Characterization of Graphene Oxide Composites in a Matrix of High and Low Molecular Weight Polyvinyl Alcohol

Graphene oxide (GO) has been combined with polyvinyl alcohol (PVA) to make composite films with improved properties such as high tensile strength, increased optical conductivity and high refractive index. Different methods of processing GO/PVA composites have led to reduction in GO resulting in improvements of electrical conductivity of the films. Films prepared on glass substrates using high molecular weight PVA demonstrated an electrical conductivity that increased with the GO concentration. However, these films appeared porous and had poor adhesion to the substrate. When low molecular weight PVA was used as the matrix material, the GO composites showed improved film properties resulting in uniform and coherent films. However, these films demonstrated an electrical conductivity that was lower compared to the ones prepared with high molecular weight PVA. Therefore, various combinations of low and high molecular weight PVA at different ratios were investigated to optimize electrical conductivity and film properties.
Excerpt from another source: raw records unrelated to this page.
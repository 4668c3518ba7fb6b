//! Tracing setup.
//!
//! The interactive dashboard owns the terminal, so it only logs when a log
//! file is configured. One-shot mode logs to stderr.

use std::fs::OpenOptions;
use std::path::Path;
use std::sync::Mutex;

use anyhow::{Context, Result};
use tracing_subscriber::{fmt, layer::SubscriberExt, util::SubscriberInitExt, EnvFilter};

/// Build the event filter: `RUST_LOG` wins over the configured level.
fn env_filter(default_level: &str) -> EnvFilter {
    EnvFilter::try_from_default_env().unwrap_or_else(|_| EnvFilter::new(default_level))
}

/// Send logs to a file, appending across runs.
pub fn init_file(path: &Path, level: &str) -> Result<()> {
    let file = OpenOptions::new()
        .create(true)
        .append(true)
        .open(path)
        .with_context(|| format!("Failed to open log file {}", path.display()))?;

    tracing_subscriber::registry()
        .with(env_filter(level))
        .with(
            fmt::layer()
                .with_target(true)
                .with_ansi(false)
                .with_writer(Mutex::new(file)),
        )
        .try_init()
        .context("Failed to install log subscriber")?;
    Ok(())
}

/// Send logs to stderr.
pub fn init_stderr(level: &str) -> Result<()> {
    tracing_subscriber::registry()
        .with(env_filter(level))
        .with(fmt::layer().with_target(true).with_writer(std::io::stderr))
        .try_init()
        .context("Failed to install log subscriber")?;
    Ok(())
}
//! Poll scheduler: the repeating fetch loop and connectivity tracking.
//!
//! A single background task owns the current [`DashboardState`]. It polls
//! immediately on start, then on a fixed interval, and publishes each new
//! state through a `watch` channel. Signal and connectivity are replaced in
//! one send, so a reader never observes one updated without the other.
//!
//! ```text
//!  INITIAL ──▶ POLLING ──▶ ONLINE  ──┐
//!                 ▲    └─▶ OFFLINE ──┤
//!                 └──── next tick ◀──┘
//! ```

use std::sync::Arc;
use std::time::Duration;

use chrono::{DateTime, Local};
use serde_json::Value;
use tokio::sync::{watch, Notify};
use tokio::task::JoinHandle;
use tokio::time::MissedTickBehavior;
use tracing::{debug, info, warn};

use crate::data::{normalize, Signal};
use crate::source::{fetch_bounded, FetchError, SignalSource, REQUEST_TIMEOUT};

/// Time between the start of consecutive polls.
pub const POLL_INTERVAL: Duration = Duration::from_millis(5000);

/// Where the scheduler is in its cycle.
///
/// Phases are published through a `watch` channel, which keeps only the
/// latest value. When a poll ends after the next tick is already due, its
/// `Online`/`Offline` phase is replaced by `Polling` before observers see it.
/// Read [`Connectivity`] for the outcome of the last completed poll.
#[derive(Debug, Clone, Copy, PartialEq, Eq)]
pub enum PollPhase {
    /// No poll has started yet.
    Initial,
    /// A request is in flight.
    Polling,
    /// The last poll succeeded.
    Online,
    /// The last poll failed or timed out.
    Offline,
}

/// Connectivity as of the most recent completed poll.
#[derive(Debug, Clone, Default, PartialEq)]
pub struct Connectivity {
    /// `None` until the first poll completes.
    pub online: Option<bool>,
    /// When the signal was last replaced by a successful poll.
    pub last_updated: Option<DateTime<Local>>,
}

impl Connectivity {
    pub fn is_online(&self) -> bool {
        self.online == Some(true)
    }

    pub fn is_offline(&self) -> bool {
        self.online == Some(false)
    }
}

/// Everything the dashboard renders, published as one value.
#[derive(Debug, Clone)]
pub struct DashboardState {
    pub signal: Arc<Signal>,
    pub connectivity: Connectivity,
    pub phase: PollPhase,
}

impl Default for DashboardState {
    fn default() -> Self {
        Self {
            signal: Arc::new(Signal::default()),
            connectivity: Connectivity::default(),
            phase: PollPhase::Initial,
        }
    }
}

impl DashboardState {
    /// Fold one fetch outcome into the state.
    ///
    /// Success replaces the signal and marks the feed online. Failure only
    /// marks it offline: the last good signal stays on screen.
    pub fn apply(&mut self, outcome: Result<Value, FetchError>, now: DateTime<Local>) {
        match outcome {
            Ok(raw) => {
                self.signal = Arc::new(normalize(raw));
                self.connectivity = Connectivity {
                    online: Some(true),
                    last_updated: Some(now),
                };
                self.phase = PollPhase::Online;
            }
            Err(_) => {
                self.connectivity.online = Some(false);
                self.phase = PollPhase::Offline;
            }
        }
    }
}

/// Timing for the poll loop.
#[derive(Debug, Clone, Copy, PartialEq, Eq)]
pub struct PollConfig {
    pub interval: Duration,
    pub timeout: Duration,
}

impl Default for PollConfig {
    fn default() -> Self {
        Self {
            interval: POLL_INTERVAL,
            timeout: REQUEST_TIMEOUT,
        }
    }
}

/// Handle to a running poll loop.
///
/// Dropping the handle (or calling [`PollHandle::shutdown`]) aborts the loop,
/// cancelling the repeating tick and any request still in flight.
#[derive(Debug)]
pub struct PollHandle {
    receiver: watch::Receiver<DashboardState>,
    description: String,
    refresh: Arc<Notify>,
    task: JoinHandle<()>,
}

impl PollHandle {
    /// Start polling `source` on the current tokio runtime.
    pub fn spawn(source: Arc<dyn SignalSource>, config: PollConfig) -> Self {
        let (tx, receiver) = watch::channel(DashboardState::default());
        let refresh = Arc::new(Notify::new());
        let description = source.description().to_string();

        let poller = Poller {
            source,
            config,
            state: tx,
            refresh: refresh.clone(),
        };
        let task = tokio::spawn(poller.run());

        Self {
            receiver,
            description,
            refresh,
            task,
        }
    }

    /// A receiver observing every published state.
    pub fn subscribe(&self) -> watch::Receiver<DashboardState> {
        self.receiver.clone()
    }

    /// Description of the source being polled.
    pub fn description(&self) -> &str {
        &self.description
    }

    /// Poll now instead of waiting for the next tick.
    ///
    /// If a poll is already in flight, the refresh runs right after it.
    pub fn refresh(&self) {
        self.refresh.notify_one();
    }

    /// Stop polling.
    pub fn shutdown(self) {
        drop(self);
    }
}

impl Drop for PollHandle {
    fn drop(&mut self) {
        self.task.abort();
    }
}

struct Poller {
    source: Arc<dyn SignalSource>,
    config: PollConfig,
    state: watch::Sender<DashboardState>,
    refresh: Arc<Notify>,
}

impl Poller {
    async fn run(self) {
        info!(
            source = self.source.description(),
            interval_ms = self.config.interval.as_millis() as u64,
            timeout_ms = self.config.timeout.as_millis() as u64,
            "signal polling started"
        );

        // The first tick completes immediately.
        let mut ticker = tokio::time::interval(self.config.interval);
        ticker.set_missed_tick_behavior(MissedTickBehavior::Delay);

        loop {
            tokio::select! {
                _ = ticker.tick() => {}
                _ = self.refresh.notified() => {
                    debug!("manual refresh requested");
                    ticker.reset();
                }
            }

            if self.state.is_closed() {
                info!("no dashboard observing state, polling stopped");
                break;
            }

            self.poll_once().await;
        }
    }

    async fn poll_once(&self) {
        self.state.send_modify(|state| state.phase = PollPhase::Polling);

        let outcome = fetch_bounded(self.source.as_ref(), self.config.timeout).await;
        match &outcome {
            Ok(_) => debug!(source = self.source.description(), "signal received"),
            Err(e) => warn!(
                source = self.source.description(),
                error = %e,
                "signal backend unreachable"
            ),
        }

        let now = Local::now();
        self.state.send_modify(|state| state.apply(outcome, now));
    }
}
Mixtures of high- and low-molecular weight PVA/GO films resulted in higher electrical conductivity after subjecting to thermal processing. Resistance readings were taken in fixed width strips to calculate the resistivity and conductivity. ATR-FTIR data revealed the transformation of functional groups in optimized films. These optimized GO/PVA films may find usage in energy storage systems, solar cells, and other electronic applications.